Look for the word "types" in the material below. Copy each line that has it.

^^^^

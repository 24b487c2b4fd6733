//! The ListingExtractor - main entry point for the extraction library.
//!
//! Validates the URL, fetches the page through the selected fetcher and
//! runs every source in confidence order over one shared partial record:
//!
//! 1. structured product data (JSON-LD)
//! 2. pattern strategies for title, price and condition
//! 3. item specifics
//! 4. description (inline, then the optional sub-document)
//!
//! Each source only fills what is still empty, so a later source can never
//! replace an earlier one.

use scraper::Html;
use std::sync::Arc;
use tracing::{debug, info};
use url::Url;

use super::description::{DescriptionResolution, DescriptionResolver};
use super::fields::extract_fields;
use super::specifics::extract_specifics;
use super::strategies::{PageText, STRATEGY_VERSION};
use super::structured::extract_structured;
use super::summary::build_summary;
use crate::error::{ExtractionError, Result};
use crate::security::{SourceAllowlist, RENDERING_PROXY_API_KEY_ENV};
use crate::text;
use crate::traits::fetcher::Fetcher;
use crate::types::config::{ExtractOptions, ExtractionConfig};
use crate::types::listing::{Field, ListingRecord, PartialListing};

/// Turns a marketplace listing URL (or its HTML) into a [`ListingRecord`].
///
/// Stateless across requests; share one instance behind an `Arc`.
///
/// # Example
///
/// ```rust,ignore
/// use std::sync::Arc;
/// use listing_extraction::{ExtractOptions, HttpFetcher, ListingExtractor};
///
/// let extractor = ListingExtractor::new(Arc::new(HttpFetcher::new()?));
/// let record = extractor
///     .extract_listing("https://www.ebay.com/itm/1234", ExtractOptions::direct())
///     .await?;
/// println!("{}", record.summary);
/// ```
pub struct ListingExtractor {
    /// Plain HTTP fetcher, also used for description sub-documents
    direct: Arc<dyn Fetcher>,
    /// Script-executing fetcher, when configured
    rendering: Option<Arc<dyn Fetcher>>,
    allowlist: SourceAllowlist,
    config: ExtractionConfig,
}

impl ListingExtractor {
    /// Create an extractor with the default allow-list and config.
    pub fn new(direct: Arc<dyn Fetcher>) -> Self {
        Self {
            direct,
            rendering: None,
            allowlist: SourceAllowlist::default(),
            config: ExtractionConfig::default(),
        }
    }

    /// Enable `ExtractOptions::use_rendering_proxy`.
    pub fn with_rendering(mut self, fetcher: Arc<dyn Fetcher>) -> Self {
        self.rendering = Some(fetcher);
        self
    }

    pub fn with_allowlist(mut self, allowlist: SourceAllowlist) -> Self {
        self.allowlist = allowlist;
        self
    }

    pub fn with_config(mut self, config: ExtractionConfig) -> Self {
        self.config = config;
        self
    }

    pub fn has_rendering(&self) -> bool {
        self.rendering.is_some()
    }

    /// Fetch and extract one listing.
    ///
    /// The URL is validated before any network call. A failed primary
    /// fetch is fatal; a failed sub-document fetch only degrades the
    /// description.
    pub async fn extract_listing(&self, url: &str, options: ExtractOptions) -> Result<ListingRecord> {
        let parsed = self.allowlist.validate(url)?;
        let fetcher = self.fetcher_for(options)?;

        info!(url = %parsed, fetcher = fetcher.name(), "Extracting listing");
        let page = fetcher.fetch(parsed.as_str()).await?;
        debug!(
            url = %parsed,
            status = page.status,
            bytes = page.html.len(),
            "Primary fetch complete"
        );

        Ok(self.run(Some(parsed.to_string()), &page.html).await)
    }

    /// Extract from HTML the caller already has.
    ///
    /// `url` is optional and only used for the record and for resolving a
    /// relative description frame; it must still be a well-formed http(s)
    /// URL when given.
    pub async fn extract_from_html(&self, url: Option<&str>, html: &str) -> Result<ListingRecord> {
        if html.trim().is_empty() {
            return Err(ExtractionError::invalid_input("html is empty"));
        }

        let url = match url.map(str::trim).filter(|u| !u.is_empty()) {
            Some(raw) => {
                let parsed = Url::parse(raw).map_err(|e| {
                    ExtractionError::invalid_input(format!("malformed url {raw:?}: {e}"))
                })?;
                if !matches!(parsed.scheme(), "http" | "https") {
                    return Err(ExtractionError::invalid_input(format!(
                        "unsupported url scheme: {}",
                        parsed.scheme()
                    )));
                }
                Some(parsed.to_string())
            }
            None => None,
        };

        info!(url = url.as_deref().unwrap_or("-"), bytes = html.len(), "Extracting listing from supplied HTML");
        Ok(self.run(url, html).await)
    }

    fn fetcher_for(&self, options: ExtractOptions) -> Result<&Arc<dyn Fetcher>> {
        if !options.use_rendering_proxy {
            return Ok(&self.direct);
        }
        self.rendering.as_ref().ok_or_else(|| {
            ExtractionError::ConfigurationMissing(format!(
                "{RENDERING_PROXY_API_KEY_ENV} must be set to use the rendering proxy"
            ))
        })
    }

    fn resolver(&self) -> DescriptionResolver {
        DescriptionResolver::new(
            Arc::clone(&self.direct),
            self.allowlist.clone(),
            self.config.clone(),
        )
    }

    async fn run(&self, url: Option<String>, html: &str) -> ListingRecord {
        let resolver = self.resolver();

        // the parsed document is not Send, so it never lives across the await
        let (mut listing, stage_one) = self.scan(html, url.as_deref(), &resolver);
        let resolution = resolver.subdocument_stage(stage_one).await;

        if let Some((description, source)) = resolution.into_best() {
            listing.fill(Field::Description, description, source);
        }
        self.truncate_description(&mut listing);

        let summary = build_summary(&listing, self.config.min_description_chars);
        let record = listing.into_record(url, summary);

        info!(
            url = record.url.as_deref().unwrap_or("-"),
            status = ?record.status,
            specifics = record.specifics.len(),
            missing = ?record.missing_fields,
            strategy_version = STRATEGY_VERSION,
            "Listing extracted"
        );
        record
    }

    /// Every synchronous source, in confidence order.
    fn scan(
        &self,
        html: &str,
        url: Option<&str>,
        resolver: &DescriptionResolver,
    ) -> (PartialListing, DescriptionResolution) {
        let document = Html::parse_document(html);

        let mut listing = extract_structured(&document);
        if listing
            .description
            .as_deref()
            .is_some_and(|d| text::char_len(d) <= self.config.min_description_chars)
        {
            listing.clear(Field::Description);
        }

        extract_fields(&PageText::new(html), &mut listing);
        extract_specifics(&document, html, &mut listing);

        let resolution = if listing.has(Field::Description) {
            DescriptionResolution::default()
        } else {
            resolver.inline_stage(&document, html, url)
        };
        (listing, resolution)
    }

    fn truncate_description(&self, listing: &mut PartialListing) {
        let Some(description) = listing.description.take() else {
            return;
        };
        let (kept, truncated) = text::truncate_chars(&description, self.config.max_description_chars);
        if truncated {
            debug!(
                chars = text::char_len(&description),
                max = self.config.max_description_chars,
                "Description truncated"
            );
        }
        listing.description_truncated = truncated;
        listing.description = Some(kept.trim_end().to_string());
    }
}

^^^^

__Completed task__:
use crate::types::config::{ExtractOptions, ExtractionConfig};
use crate::types::listing::{Field, ListingRecord, PartialListing};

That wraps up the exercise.